Tra cinema e fotografia. Stanley Kubrick il giovane
140 fotografie tratte dall’archivio della rivista “Look”. È l’esordio di Stanley Kubrick, ben prima che prendesse in mano la macchina da presa. Anche se, col senno di poi, il piglio filmico pare già ce l’avesse.
La lettura della mostra di Stanley Kubrick (New York, 1928 – Harpenden, 1999) moltiplica i percorsi: per la sua storia artistica, il rapporto tra fotografia e cinema, i punti di vista.

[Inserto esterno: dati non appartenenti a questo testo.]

// growerd: State reconciler
//
// The single authority that mutates pins. Document snapshots, explicit
// commands and schedule ticks all land in one inbox and are applied in
// arrival order; effects on the hardware follow that order. Every write
// is read back immediately and recorded in the registry, and the
// resulting observation is pushed to the document asynchronously.
//
// The driver and the registry are owned here exclusively; any other
// component touching them is a bug.

use std::collections::HashMap;
use std::sync::Arc;
use std::time::Duration;

use serde_json::json;
use tokio::sync::{mpsc, oneshot, watch};
use tracing::{debug, error, info, warn};

use crate::error::{ControlError, ControlResult};
use crate::gpio::{from_level, to_level, PinDriver, PinEntry, PinRegistry, RegistrySnapshot};
use crate::model::{fields, now_ts, DeviceCommand, DeviceDocument, DocumentUpdate, PinConfig};
use crate::safety::{boot_safety_update, OverrideSet};
use crate::schedule::ExecutorSet;
use crate::store::DocumentStore;

const INBOX_CAPACITY: usize = 256;
// growerd: Remote document store access
//
// The store holds one device document per serial plus a commands
// subcollection and a config/intervals child. Authentication is opaque to
// the control plane (a bearer token read from the credentials file).

pub mod memory;
pub mod rest;

use async_trait::async_trait;
use serde_json::{json, Value};

use crate::error::ControlResult;
use crate::model::{fields, now_ts, DocumentUpdate};

pub use memory::MemoryDocumentStore;
pub use rest::RestDocumentStore;

/// Access to the remote desired-state document.
#[async_trait]
pub trait DocumentStore: Send + Sync {
    /// Fetch the device document. `None` means the document does not
    /// exist yet (no pins provisioned from the webapp).
    async fn fetch_device(&self) -> ControlResult<Option<Value>>;

    /// Apply a batched dotted-field-path update to the device document.
    async fn update_device(&self, update: DocumentUpdate) -> ControlResult<()>;

    /// Fetch the config/intervals child document.
    async fn fetch_intervals(&self) -> ControlResult<Option<Value>>;

    /// List pending command documents as (command_id, body) pairs.
    async fn list_commands(&self) -> ControlResult<Vec<(String, Value)>>;

    /// Delete a command document after processing.
    async fn delete_command(&self, id: &str) -> ControlResult<()>;

    /// Stamp the device presence status ("online"/"offline").
    async fn set_status(&self, status: &str) -> ControlResult<()> {
        let mut update = DocumentUpdate::new();
        update.set(fields::STATUS, json!(status));
        update.set(fields::LAST_HEARTBEAT, now_ts());
        self.update_device(update).await
    }
}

Facendo magari anche un veloce pensiero sulla capacità di una rivista fotogiornalistica come Look non solo di riconoscere la qualità di un’immagine, ma di chiedere subito a quel giovane di far parte della redazione come “staff photographer”.

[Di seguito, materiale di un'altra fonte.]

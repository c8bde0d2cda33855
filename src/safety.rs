// growerd: Safety supervisor primitives
//
// The boot protocol and the emergency-stop sweep themselves run inside
// the reconciler (the only worker allowed to touch driver and registry);
// this module owns the user-override registry those paths share, and
// builds the boot-safety document update.

use std::collections::HashSet;

use parking_lot::RwLock;
use serde_json::json;
use tracing::{info, warn};

use crate::gpio::PinRegistry;
use crate::model::{fields, now_ts, DocumentUpdate};

/// Set of pins where user intent (OFF) currently supersedes schedule
/// intent (ON).
///
/// A pin joins the set when the user commands OFF while a schedule is
/// executing on it; every executor on that pin observes membership within
/// one poll interval and exits. The pin leaves the set when the user
/// commands ON, or when the window evaluator sees a schedule freshly
/// enter its window (cleared-by-intent).
#[derive(Default)]
pub struct OverrideSet {
    pins: RwLock<HashSet<u8>>,
}

impl OverrideSet {
    pub fn new() -> Self {
        Self::default()
    }

    pub fn engage(&self, pin: u8) {
        if self.pins.write().insert(pin) {
            info!(pin, "User override engaged, schedules on this pin will stop");
        }
    }

    pub fn clear(&self, pin: u8) {
        if self.pins.write().remove(&pin) {
            info!(pin, "User override cleared");
        }
    }

    pub fn contains(&self, pin: u8) -> bool {
        self.pins.read().contains(&pin)
    }

    /// Engage every listed pin at once (emergency stop).
    pub fn engage_all(&self, pins: &[u8]) {
        let mut set = self.pins.write();
        for pin in pins {
            set.insert(*pin);
        }
    }

    pub fn remove_pin(&self, pin: u8) {
        self.pins.write().remove(&pin);
    }

    pub fn len(&self) -> usize {
        self.pins.read().len()
    }

    pub fn is_empty(&self) -> bool {
        self.pins.read().is_empty()
    }
}

/// Build the boot-safety document update after the registry has been
/// populated from the initial snapshot.
///
/// Every pin's desired state has already been forced OFF locally; this
/// clears any stale `state=true` left in the document by a previous
/// session (the user must explicitly re-enable actuators after a
/// restart), reports the just-read hardware levels, creates the document
/// fields a freshly discovered pin is missing, and stamps presence.
pub fn boot_safety_update(
    registry: &PinRegistry,
    stale_on_pins: &[u8],
    created_pins: &[u8],
) -> DocumentUpdate {
    let mut update = DocumentUpdate::new();

    for entry in registry.pins() {
        let pin = entry.pin;
        update.set_pin_field(pin, fields::HARDWARE_STATE, json!(entry.hardware));
        update.set_pin_field(pin, fields::MISMATCH, json!(false));
        update.set_pin_field(pin, fields::LAST_HARDWARE_READ, now_ts());

        if stale_on_pins.contains(&pin) {
            warn!(
                pin,
                "SAFETY: stale state=true cleared on boot, re-enable from the webapp"
            );
            update.set_pin_field(pin, fields::STATE, json!(false));
        }

        if created_pins.contains(&pin) {
            update.set_pin_field(pin, "pin", json!(pin));
            update.set_pin_field(pin, "name", json!(entry.name));
            update.set_pin_field(pin, "default_name", json!(entry.default_name));
            update.set_pin_field(pin, "name_customized", json!(entry.name_customized));
            update.set_pin_field(pin, "mode", json!(entry.mode.as_str()));
            update.set_pin_field(pin, "enabled", json!(entry.enabled));
            update.set_pin_field(pin, fields::STATE, json!(false));
            update.set_pin_field(pin, fields::PWM_DUTY_CYCLE, json!(entry.pwm_duty));
        }
    }

    update.set_heartbeat();
    update
}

Partecipazione emotiva, assoluto rispetto, abilità nella definizione degli spazi, stilizzazione, nelle Note di viaggio dal Portogallo: affascinanti sono le immagini dei pescatori che tirano lunghe corde dal mare tra grigi di diversa materia, di sabbia e di mare. Pistole in primo piano, volti da film noir, interni di pulmini per il trasporto di prigionieri nella serie Paddy Wagon… quando si tocca il fondo. Assolutamente cinematografiche Le avventure di Mickey a New York, una vera sequenza drammaturgica, con un ragazzino dodicenne di Brooklyn che, dopo la scuola, lavora come lustrascarpe; documentario e invenzione che evocano il Neorealismo, e speciale è qui anche la metropoli, il tetto dove sono allevati i piccioni, l’ingresso di un cinema, il gruppo famiglia con un’infinità di bambini.

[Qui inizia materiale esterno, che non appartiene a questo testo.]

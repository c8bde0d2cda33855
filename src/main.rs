// growerd daemon entry point

use std::process::ExitCode;

use clap::Parser;
use tracing::{error, info};
use tracing_subscriber::layer::SubscriberExt;
use tracing_subscriber::util::SubscriberInitExt;
use tracing_subscriber::EnvFilter;

use growerd::http::{LogBuffer, RingBufferLayer};
use growerd::{Settings, World};

#[tokio::main]
async fn main() -> ExitCode {
    let settings = Settings::parse();

    // The ring buffer layer captures everything the fmt layer prints, so
    // the HTTP log surface sees the same records as the journal.
    let logs = LogBuffer::new(settings.log_buffer);
    let filter = EnvFilter::try_new(&settings.log_level)
        .unwrap_or_else(|_| EnvFilter::new("info"));
    tracing_subscriber::registry()
        .with(filter)
        .with(tracing_subscriber::fmt::layer())
        .with(RingBufferLayer::new(logs.clone()))
        .init();

    info!(version = env!("CARGO_PKG_VERSION"), "growerd starting");

    let world = match World::build(settings, logs) {
        Ok(world) => world,
        Err(e) => {
            error!(error = %e, "Initialisation failed");
            return ExitCode::from(1);
        }
    };

    match world.run(shutdown_signal()).await {
        Ok(()) => ExitCode::SUCCESS,
        Err(e) => {
            error!(error = %e, "Fatal error");
            ExitCode::from(1)
        }
    }
}

/// Resolves on ctrl-c or SIGTERM (systemd stop).
async fn shutdown_signal() {
    let ctrl_c = async {
        let _ = tokio::signal::ctrl_c().await;
    };

    #[cfg(unix)]
    let terminate = async {
        match tokio::signal::unix::signal(tokio::signal::unix::SignalKind::terminate()) {
            Ok(mut signal) => {
                signal.recv().await;
            }
            Err(_) => std::future::pending::<()>().await,
        }
    };

    #[cfg(not(unix))]
    let terminate = std::future::pending::<()>();

    tokio::select! {
        _ = ctrl_c => {}
        _ = terminate => {}
    }
}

Sono 130 le foto in mostra, ma viene ricordato da Lothar Strobach, nelle ultime pagine del bel catalogo, come Rainer Crone e i suoi collaboratori abbiano rintracciato, in un lungo lavoro di indagine e catalogazione durato dodici anni (1998/2010), più di 14mila negativi vintage risalenti alla collaborazione di Kubrick con la rivista Look.
Acrobati ed elefanti, giraffe e clown, tigri, scimmie e trapezisti: un mondo a parte quello del circo, nomade, senza radici. Commovente l’Omaggio all’età del jazz. Pose familiari, ma anche intime e ribelli, con Montgomey Clift: un’anima irrequieta.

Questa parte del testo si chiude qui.